DATA —
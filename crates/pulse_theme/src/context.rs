//! Theme context: derive the theme from the store and fan it out
//!
//! [`ThemeProvider`] subscribes to a [`ThemePreferenceStore`] and, on every
//! change, hands each consumer a fresh [`ThemeContext`]. Within one change
//! every consumer sees the same value. Code running inside
//! [`ThemeProvider::provide`] can also pull the context with [`use_theme`].
//!
//! ```rust,ignore
//! let provider = ThemeProvider::new(store);
//! provider.mount().await;
//!
//! provider.provide(|| {
//!     let ctx = use_theme();
//!     let bg = ctx.theme.colors.background;
//! });
//! ```

use std::cell::RefCell;
use std::fmt;
use std::future::Future;
use std::sync::{Arc, RwLock};

use slotmap::{new_key_type, SlotMap};

use crate::error::ThemeError;
use crate::preference::ThemePreference;
use crate::store::{SubscriptionId, ThemePreferenceStore};
use crate::theme::{ColorScheme, Theme};

thread_local! {
    /// Providers in scope on this thread, innermost last
    static PROVIDERS: RefCell<Vec<Arc<ThemePreferenceStore>>> = const { RefCell::new(Vec::new()) };
}

new_key_type! {
    /// Handle returned by [`ThemeProvider::consume`]
    pub struct ConsumerId;
}

type Consumer = Arc<dyn Fn(&ThemeContext) + Send + Sync>;

/// What the presentation tree sees
///
/// `theme` is always one of the two canonical statics. The mutators forward
/// straight to the store.
#[derive(Clone)]
pub struct ThemeContext {
    pub theme: &'static Theme,
    pub color_scheme: ColorScheme,
    pub is_system_theme: bool,
    store: Arc<ThemePreferenceStore>,
}

impl ThemeContext {
    fn derive(store: Arc<ThemePreferenceStore>, preference: ThemePreference) -> Self {
        Self {
            theme: Theme::for_scheme(preference.color_scheme),
            color_scheme: preference.color_scheme,
            is_system_theme: preference.is_system_theme,
            store,
        }
    }

    pub fn preference(&self) -> ThemePreference {
        ThemePreference {
            color_scheme: self.color_scheme,
            is_system_theme: self.is_system_theme,
        }
    }

    pub fn toggle_color_scheme(&self) -> impl Future<Output = ()> + Send + 'static {
        self.store.toggle_color_scheme()
    }

    pub fn set_color_scheme(&self, scheme: ColorScheme) -> impl Future<Output = ()> + Send + 'static {
        self.store.set_color_scheme(scheme)
    }

    pub fn set_is_system_theme(&self, value: bool) -> impl Future<Output = ()> + Send + 'static {
        self.store.set_is_system_theme(value)
    }
}

impl PartialEq for ThemeContext {
    fn eq(&self, other: &Self) -> bool {
        std::ptr::eq(self.theme, other.theme)
            && self.color_scheme == other.color_scheme
            && self.is_system_theme == other.is_system_theme
            && Arc::ptr_eq(&self.store, &other.store)
    }
}

impl fmt::Debug for ThemeContext {
    fn fmt(&self, f: &mut fmt::Formatter<'_>) -> fmt::Result {
        f.debug_struct("ThemeContext")
            .field("color_scheme", &self.color_scheme)
            .field("is_system_theme", &self.is_system_theme)
            .finish_non_exhaustive()
    }
}

/// Binds a store to the presentation tree
pub struct ThemeProvider {
    store: Arc<ThemePreferenceStore>,
    consumers: Arc<RwLock<SlotMap<ConsumerId, Consumer>>>,
    subscription: SubscriptionId,
}

impl ThemeProvider {
    pub fn new(store: Arc<ThemePreferenceStore>) -> Self {
        let consumers: Arc<RwLock<SlotMap<ConsumerId, Consumer>>> =
            Arc::new(RwLock::new(SlotMap::with_key()));

        let fan_out = Arc::clone(&consumers);
        let weak_store = Arc::downgrade(&store);
        let subscription = store.subscribe(move |preference| {
            let Some(store) = weak_store.upgrade() else {
                return;
            };
            let context = ThemeContext::derive(store, preference);
            let consumers: Vec<Consumer> = fan_out
                .read()
                .unwrap_or_else(|e| e.into_inner())
                .values()
                .cloned()
                .collect();
            for consumer in consumers {
                consumer(&context);
            }
        });

        Self {
            store,
            consumers,
            subscription,
        }
    }

    /// Provider over the global store
    ///
    /// # Panics
    ///
    /// Panics if [`ThemePreferenceStore::init`] has not been called.
    pub fn global() -> Self {
        Self::new(Arc::clone(ThemePreferenceStore::get()))
    }

    /// Load the persisted preference into the store
    pub async fn mount(&self) {
        self.store.initialize().await;
    }

    pub fn store(&self) -> &Arc<ThemePreferenceStore> {
        &self.store
    }

    /// Current context value
    pub fn context(&self) -> ThemeContext {
        ThemeContext::derive(Arc::clone(&self.store), self.store.preference())
    }

    /// Receive a new context on every store change
    pub fn consume<F>(&self, consumer: F) -> ConsumerId
    where
        F: Fn(&ThemeContext) + Send + Sync + 'static,
    {
        self.consumers
            .write()
            .unwrap_or_else(|e| e.into_inner())
            .insert(Arc::new(consumer))
    }

    pub fn stop_consuming(&self, id: ConsumerId) -> bool {
        self.consumers
            .write()
            .unwrap_or_else(|e| e.into_inner())
            .remove(id)
            .is_some()
    }

    /// Run `f` with this provider in scope for [`use_theme`]
    pub fn provide<R>(&self, f: impl FnOnce() -> R) -> R {
        struct ScopeGuard;

        impl Drop for ScopeGuard {
            fn drop(&mut self) {
                PROVIDERS.with(|stack| {
                    stack.borrow_mut().pop();
                });
            }
        }

        PROVIDERS.with(|stack| stack.borrow_mut().push(Arc::clone(&self.store)));
        let _guard = ScopeGuard;
        f()
    }
}

impl Drop for ThemeProvider {
    fn drop(&mut self) {
        self.store.unsubscribe(self.subscription);
    }
}

impl fmt::Debug for ThemeProvider {
    fn fmt(&self, f: &mut fmt::Formatter<'_>) -> fmt::Result {
        f.debug_struct("ThemeProvider")
            .field("store", &self.store)
            .finish_non_exhaustive()
    }
}

/// Context of the innermost provider in scope
///
/// # Panics
///
/// Panics when called outside [`ThemeProvider::provide`]; that is a wiring
/// bug, not a runtime condition.
pub fn use_theme() -> ThemeContext {
    match try_use_theme() {
        Ok(context) => context,
        Err(e) => panic!("{}", e),
    }
}

/// Like [`use_theme`], but reports a missing provider as an error
pub fn try_use_theme() -> Result<ThemeContext, ThemeError> {
    let store = PROVIDERS
        .with(|stack| stack.borrow().last().cloned())
        .ok_or(ThemeError::OutsideProvider)?;
    let preference = store.preference();
    Ok(ThemeContext::derive(store, preference))
}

WORK ORDER —
Provide only the number of lines in the records containing the string "other".

RESPONSE AREA —
5